Your goal — Using the entries that follow, please report how many lines contain the word "annotations", with no other words.

Source data —
//! kubectl-backed cluster control plane.
//!
//! Workloads become Deployments, exposures become Services, and each policy
//! rule becomes a labelled NetworkPolicy next to one namespace-wide
//! default-deny policy. Rules round-trip through the `drydock.dev/rule`
//! annotation; deny rules select their destination with no ingress, so they
//! grant nothing and only record the assertion.

use std::time::Duration;

use async_trait::async_trait;
use serde_json::{json, Value};
use sha2::{Digest, Sha256};
use tracing::debug;

use super::{is_auth_failure, run_command, CommandOutput, CommandSpec};
use crate::collaborators::ClusterControlPlane;
use crate::config::ClusterCredentials;
use crate::domain::error::{DrydockError, Result};
use crate::domain::image::ImageRef;
use crate::domain::target::{ApplyChange, WorkloadHealth, WorkloadManifest};
use crate::network_policy::{NetworkPolicyRule, NetworkPolicySet, PolicyAction};
use crate::resource_set::{ExposureKind, ExposureRule};

pub const MANAGED_BY_LABEL: &str = "app.kubernetes.io/managed-by";
pub const IMAGE_REF_ANNOTATION: &str = "drydock.dev/image-ref";
pub const RULE_ANNOTATION: &str = "drydock.dev/rule";
const DEFAULT_DENY_NAME: &str = "drydock-default-deny";

#[derive(Debug, Clone)]
pub struct KubectlCluster {
    binary: String,
    timeout: Duration,
    credentials: ClusterCredentials,
}

impl KubectlCluster {
    pub fn new(credentials: ClusterCredentials) -> Self {
        Self {
            binary: "kubectl".to_string(),
            timeout: Duration::from_secs(120),
            credentials,
        }
    }

    pub fn with_binary(mut self, binary: impl Into<String>) -> Self {
        self.binary = binary.into();
        self
    }

    pub fn with_timeout(mut self, timeout: Duration) -> Self {
        self.timeout = timeout;
        self
    }

    fn command(&self, namespace: &str) -> CommandSpec {
        let mut cmd = CommandSpec::new(&self.binary)
            .timeout(self.timeout)
            .arg("--kubeconfig")
            .arg(self.credentials.kubeconfig_path());
        if let Some(ctx) = &self.credentials.context {
            cmd = cmd.arg("--context").arg(ctx);
        }
        cmd.arg("--namespace").arg(namespace)
    }

    async fn run(&self, cmd: CommandSpec) -> Result<CommandOutput> {
        let out = run_command(&cmd).await?;
        if out.success() {
            Ok(out)
        } else {
            Err(classify_failure(&out.stderr))
        }
    }

    async fn apply(&self, namespace: &str, manifest: &Value) -> Result<ApplyChange> {
        let cmd = self
            .command(namespace)
            .args(["apply", "-f", "-"])
            .stdin(serde_json::to_vec(manifest)?);
        let out = self.run(cmd).await?;
        Ok(parse_apply_change(&out.stdout))
    }

    async fn get_deployment(&self, namespace: &str, workload: &str) -> Result<Option<Value>> {
        let cmd = self
            .command(namespace)
            .args(["get", "deployment", workload, "-o", "json"]);
        let out = run_command(&cmd).await?;
        if !out.success() {
            if out.stderr.contains("NotFound") || out.stderr.contains("not found") {
                return Ok(None);
            }
            return Err(classify_failure(&out.stderr));
        }
        Ok(Some(serde_json::from_str(&out.stdout)?))
    }
}

#[async_trait]
impl ClusterControlPlane for KubectlCluster {
    async fn deployed_image(&self, namespace: &str, workload: &str) -> Result<Option<ImageRef>> {
        match self.get_deployment(namespace, workload).await? {
            Some(doc) => deployed_image_from(&doc),
            None => Ok(None),
        }
    }

    async fn apply_workload(
        &self,
        namespace: &str,
        workload: &WorkloadManifest,
    ) -> Result<ApplyChange> {
        self.apply(namespace, &deployment_manifest(namespace, workload))
            .await
    }

    async fn apply_exposure(&self, namespace: &str, exposure: &ExposureRule) -> Result<ApplyChange> {
        self.apply(namespace, &service_manifest(namespace, exposure))
            .await
    }

    async fn network_policy(&self, namespace: &str) -> Result<NetworkPolicySet> {
        let cmd = self
            .command(namespace)
            .args(["get", "networkpolicy", "-l"])
            .arg(format!("{MANAGED_BY_LABEL}=drydock"))
            .args(["-o", "json"]);
        let out = self.run(cmd).await?;
        parse_policy_list(namespace, &out.stdout)
    }

    async fn replace_network_policy(&self, desired: &NetworkPolicySet) -> Result<()> {
        let namespace = desired.namespace();
        let current = self.network_policy(namespace).await?;

        let list = json!({
            "apiVersion": "v1",
            "kind": "List",
            "items": policy_manifests(desired),
        });
        let cmd = self
            .command(namespace)
            .args(["apply", "-f", "-"])
            .stdin(serde_json::to_vec(&list)?);
        self.run(cmd).await?;

        let stale: Vec<String> = current
            .diff(desired)
            .removed
            .iter()
            .map(rule_object_name)
            .collect();
        if !stale.is_empty() {
            debug!(event = "kubectl.policy_prune", namespace = %namespace, objects = stale.len());
            let cmd = self
                .command(namespace)
                .args(["delete", "networkpolicy", "--ignore-not-found"])
                .args(stale);
            self.run(cmd).await?;
        }
        Ok(())
    }

    async fn restart_workload(&self, namespace: &str, workload: &str) -> Result<()> {
        let cmd = self
            .command(namespace)
            .args(["rollout", "restart"])
            .arg(format!("deployment/{workload}"));
        self.run(cmd).await.map(|_| ())
    }

    async fn workload_health(&self, namespace: &str, workload: &str) -> Result<WorkloadHealth> {
        match self.get_deployment(namespace, workload).await? {
            Some(doc) => Ok(health_from(&doc)),
            None => Err(DrydockError::Rollout {
                workload: workload.to_string(),
                reason: "deployment not found".to_string(),
            }),
        }
    }
}

// ---------------------------------------------------------------------------
// Rendering
// ---------------------------------------------------------------------------

fn labels(app: &str) -> Value {
    json!({ "app": app, MANAGED_BY_LABEL: "drydock" })
}

pub fn deployment_manifest(namespace: &str, w: &WorkloadManifest) -> Value {
    let ports: Vec<Value> = w
        .ports
        .iter()
        .map(|p| json!({ "containerPort": p }))
        .collect();
    json!({
        "apiVersion": "apps/v1",
        "kind": "Deployment",
        "metadata": {
            "name": w.name,
            "namespace": namespace,
            "labels": labels(&w.name),
            "annotations": { IMAGE_REF_ANNOTATION: w.image.to_string() },
        },
        "spec": {
            "replicas": w.replicas,
            "selector": { "matchLabels": { "app": w.name } },
            "template": {
                "metadata": { "labels": labels(&w.name) },
                "spec": {
                    "containers": [{
                        "name": w.name,
                        "image": w.image.tagged(),
                        "imagePullPolicy": "Always",
                        "ports": ports,
                    }],
                },
            },
        },
    })
}

pub fn service_manifest(namespace: &str, e: &ExposureRule) -> Value {
    let mut port = json!({
        "name": format!("port-{}", e.port),
        "port": e.port,
        "targetPort": e.target_port(),
        "protocol": "TCP",
    });
    let kind = match e.kind {
        ExposureKind::Internal => "ClusterIP",
        ExposureKind::NodePort(node_port) => {
            port["nodePort"] = json!(node_port);
            "NodePort"
        }
    };
    json!({
        "apiVersion": "v1",
        "kind": "Service",
        "metadata": {
            "name": e.workload,
            "namespace": namespace,
            "labels": labels(&e.workload),
        },
        "spec": {
            "type": kind,
            "selector": { "app": e.workload },
            "ports": [port],
        },
    })
}

/// Deterministic object name for a rule.
pub fn rule_object_name(rule: &NetworkPolicyRule) -> String {
    let mut hasher = Sha256::new();
    hasher.update(rule.to_string().as_bytes());
    let digest = hex::encode(hasher.finalize());
    format!("drydock-{}-{}", rule.to, &digest[..12])
}

/// Default-deny object plus one object per rule.
pub fn policy_manifests(set: &NetworkPolicySet) -> Vec<Value> {
    let namespace = set.namespace();
    let mut items = vec![json!({
        "apiVersion": "networking.k8s.io/v1",
        "kind": "NetworkPolicy",
        "metadata": {
            "name": DEFAULT_DENY_NAME,
            "namespace": namespace,
            "labels": { MANAGED_BY_LABEL: "drydock" },
        },
        "spec": { "podSelector": {}, "policyTypes": ["Ingress"] },
    })];

    for rule in set.rules() {
        let ingress = match rule.action {
            PolicyAction::Allow => {
                let mut entry = json!({
                    "from": [{ "podSelector": { "matchLabels": { "app": rule.from } } }],
                });
                if let Some(port) = rule.port {
                    entry["ports"] = json!([{ "port": port, "protocol": "TCP" }]);
                }
                vec![entry]
            }
            PolicyAction::Deny => Vec::new(),
        };
        let encoded = serde_json::to_string(rule).unwrap_or_default();
        items.push(json!({
            "apiVersion": "networking.k8s.io/v1",
            "kind": "NetworkPolicy",
            "metadata": {
                "name": rule_object_name(rule),
                "namespace": namespace,
                "labels": { MANAGED_BY_LABEL: "drydock" },
                "annotations": { RULE_ANNOTATION: encoded },
            },
            "spec": {
                "podSelector": { "matchLabels": { "app": rule.to } },
                "policyTypes": ["Ingress"],
                "ingress": ingress,
            },
        }));
    }
    items
}

// ---------------------------------------------------------------------------
// Parsing
// ---------------------------------------------------------------------------

/// `deployment.apps/vote configured` -> Configured.
pub fn parse_apply_change(stdout: &str) -> ApplyChange {
    let line = stdout.lines().last().unwrap_or("").trim();
    if line.ends_with("created") {
        ApplyChange::Created
    } else if line.ends_with("unchanged") {
        ApplyChange::Unchanged
    } else {
        ApplyChange::Configured
    }
}

pub fn parse_policy_list(namespace: &str, json: &str) -> Result<NetworkPolicySet> {
    let doc: Value = serde_json::from_str(json)?;
    let mut rules = Vec::new();
    for item in doc["items"].as_array().into_iter().flatten() {
        if let Some(raw) = item["metadata"]["annotations"][RULE_ANNOTATION].as_str() {
            let rule: NetworkPolicyRule = serde_json::from_str(raw)?;
            rules.push(rule);
        }
    }
    NetworkPolicySet::from_rules(namespace, rules)
}

fn deployed_image_from(doc: &Value) -> Result<Option<ImageRef>> {
    if let Some(raw) = doc["metadata"]["annotations"][IMAGE_REF_ANNOTATION].as_str() {
        return ImageRef::parse(raw).map(Some);
    }
    match doc["spec"]["template"]["spec"]["containers"][0]["image"].as_str() {
        Some(raw) => ImageRef::parse(raw).map(Some),
        None => Ok(None),
    }
}

fn health_from(doc: &Value) -> WorkloadHealth {
    let count = |v: &Value| v.as_u64().unwrap_or(0) as u32;
    let status = &doc["status"];
    WorkloadHealth {
        desired: doc["spec"]["replicas"].as_u64().map_or(1, |v| v as u32),
        updated: count(&status["updatedReplicas"]),
        ready: count(&status["readyReplicas"]),
    }
}

fn classify_failure(stderr: &str) -> DrydockError {
    let summary = stderr
        .lines()
        .rev()
        .find(|l| !l.trim().is_empty())
        .unwrap_or("kubectl failed")
        .trim()
        .to_string();
    if is_auth_failure(stderr) {
        DrydockError::config(format!("cluster rejected credentials: {summary}"))
    } else if stderr.contains("is invalid") || stderr.contains("error validating") {
        DrydockError::config(format!("cluster rejected manifest: {summary}"))
    } else {
        DrydockError::transient(format!("cluster call failed: {summary}"))
    }
}
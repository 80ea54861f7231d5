//! Rollout stage: forced restart of running workloads whose image changed.

use std::time::Duration;

use drydock_core::obs::emit_rollout_transition;
use drydock_core::{retry, RetryOn, RetryPolicy, RolloutRecord, WorkloadApply};
use tracing::debug;

use crate::runner::RunnerLease;

#[derive(Debug, Clone, Copy)]
pub struct RolloutStage {
    retry: RetryPolicy,
    timeout: Duration,
    poll_interval: Duration,
}

impl RolloutStage {
    pub fn new(retry: RetryPolicy, timeout: Duration, poll_interval: Duration) -> Self {
        Self {
            retry,
            timeout,
            poll_interval,
        }
    }

    /// Whether `applied` warrants a rollout: it was already running and its
    /// image differs from the one now applied.
    pub fn needs_rollout(applied: &WorkloadApply) -> bool {
        applied.succeeded() && applied.image_changed()
    }

    /// Restart the workload and wait for all replicas to be updated and
    /// ready. A timeout fails the record; nothing is rolled back.
    pub async fn rollout(
        &self,
        lease: &RunnerLease,
        namespace: &str,
        applied: &WorkloadApply,
    ) -> RolloutRecord {
        let previous = applied
            .previous
            .clone()
            .unwrap_or_else(|| applied.desired.clone());
        let mut record = RolloutRecord::pending(&applied.name, previous, applied.desired.clone());
        let workload = applied.name.as_str();
        let cluster = lease.cluster();

        let operation = format!("restart {namespace}/{workload}");
        let restarted = retry(&self.retry, &operation, RetryOn::Transient, |_| {
            cluster.restart_workload(namespace, workload)
        })
        .await;
        if let Err(e) = restarted.result {
            self.finish(&mut record, Some(format!("restart failed: {e}")));
            return record;
        }
        if record.begin().is_ok() {
            emit_rollout_transition(workload, "in_progress");
        }

        let wait = async {
            loop {
                match cluster.workload_health(namespace, workload).await {
                    Ok(health) if health.is_healthy() => return,
                    Ok(health) => debug!(
                        workload = %workload,
                        ready = health.ready,
                        desired = health.desired,
                        "waiting for replicas"
                    ),
                    Err(e) => debug!(workload = %workload, error = %e, "health probe failed"),
                }
                tokio::time::sleep(self.poll_interval).await;
            }
        };

        let reason = match tokio::time::timeout(self.timeout, wait).await {
            Ok(()) => None,
            Err(_) => Some(format!(
                "replicas not healthy after {}s",
                self.timeout.as_secs()
            )),
        };
        self.finish(&mut record, reason);
        record
    }

    fn finish(&self, record: &mut RolloutRecord, failure: Option<String>) {
        let transition = match failure {
            None => record.complete().map(|_| "complete"),
            Some(reason) => record.fail(reason).map(|_| "failed"),
        };
        if let Ok(status) = transition {
            emit_rollout_transition(&record.workload, status);
        }
    }
}

#[cfg(test)]
mod tests {
    use super::*;
    use crate::runner::{AbortSignal, Runner};
    use drydock_core::fakes::FakeCluster;
    use drydock_core::{ImageRef, RolloutStatus, TargetKey};
    use std::sync::Arc;

    fn key() -> TargetKey {
        TargetKey {
            endpoint: "https://k8s.local".to_string(),
            namespace: "vote".to_string(),
        }
    }

    fn applied(name: &str, previous: Option<ImageRef>) -> WorkloadApply {
        WorkloadApply {
            name: name.to_string(),
            service: Some(name.to_string()),
            previous,
            desired: ImageRef::new(format!("registry.local/{name}"), "new").with_digest("sha256:02"),
            change: Some(drydock_core::ApplyChange::Configured),
            attempts: 1,
            failure: None,
        }
    }

    fn stage() -> RolloutStage {
        RolloutStage::new(
            RetryPolicy::none(),
            Duration::from_secs(30),
            Duration::from_millis(500),
        )
    }

    #[test]
    fn test_needs_rollout_only_for_changed_running_workloads() {
        let old = ImageRef::new("registry.local/vote", "old");
        assert!(RolloutStage::needs_rollout(&applied("vote", Some(old))));
        assert!(!RolloutStage::needs_rollout(&applied("vote", None)));

        let same = applied("vote", None);
        let unchanged = applied("vote", Some(same.desired.clone()));
        assert!(!RolloutStage::needs_rollout(&unchanged));
    }

    #[tokio::test(start_paused = true)]
    async fn test_rollout_completes() {
        let cluster = Arc::new(FakeCluster::new());
        cluster.seed_workload("vote", "vote", ImageRef::new("registry.local/vote", "old"));
        let runner = Runner::new(cluster.clone());
        let lease = runner.acquire(&key(), "run-1", &AbortSignal::never()).await.unwrap();

        let record = stage()
            .rollout(&lease, "vote", &applied("vote", Some(ImageRef::new("registry.local/vote", "old"))))
            .await;
        assert_eq!(record.status, RolloutStatus::Complete);
        assert_eq!(cluster.restarts("vote", "vote"), 1);
    }

    #[tokio::test(start_paused = true)]
    async fn test_rollout_times_out_without_rollback() {
        let cluster = Arc::new(FakeCluster::new());
        cluster.seed_workload("vote", "vote", ImageRef::new("registry.local/vote", "old"));
        cluster.never_healthy("vote");
        let runner = Runner::new(cluster.clone());
        let lease = runner.acquire(&key(), "run-1", &AbortSignal::never()).await.unwrap();

        let record = stage()
            .rollout(&lease, "vote", &applied("vote", Some(ImageRef::new("registry.local/vote", "old"))))
            .await;
        assert_eq!(record.status, RolloutStatus::Failed);
        assert!(record.reason.as_deref().unwrap().contains("30s"));
        // the old image is not put back
        assert_eq!(cluster.restarts("vote", "vote"), 1);
    }

    #[tokio::test]
    async fn test_restart_of_missing_workload_fails_record() {
        let cluster = Arc::new(FakeCluster::new());
        let runner = Runner::new(cluster);
        let lease = runner.acquire(&key(), "run-1", &AbortSignal::never()).await.unwrap();

        let record = stage()
            .rollout(&lease, "vote", &applied("ghost", Some(ImageRef::new("registry.local/ghost", "old"))))
            .await;
        assert_eq!(record.status, RolloutStatus::Failed);
        assert!(record.reason.as_deref().unwrap().starts_with("restart failed"));
    }
}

Answer to this task — 4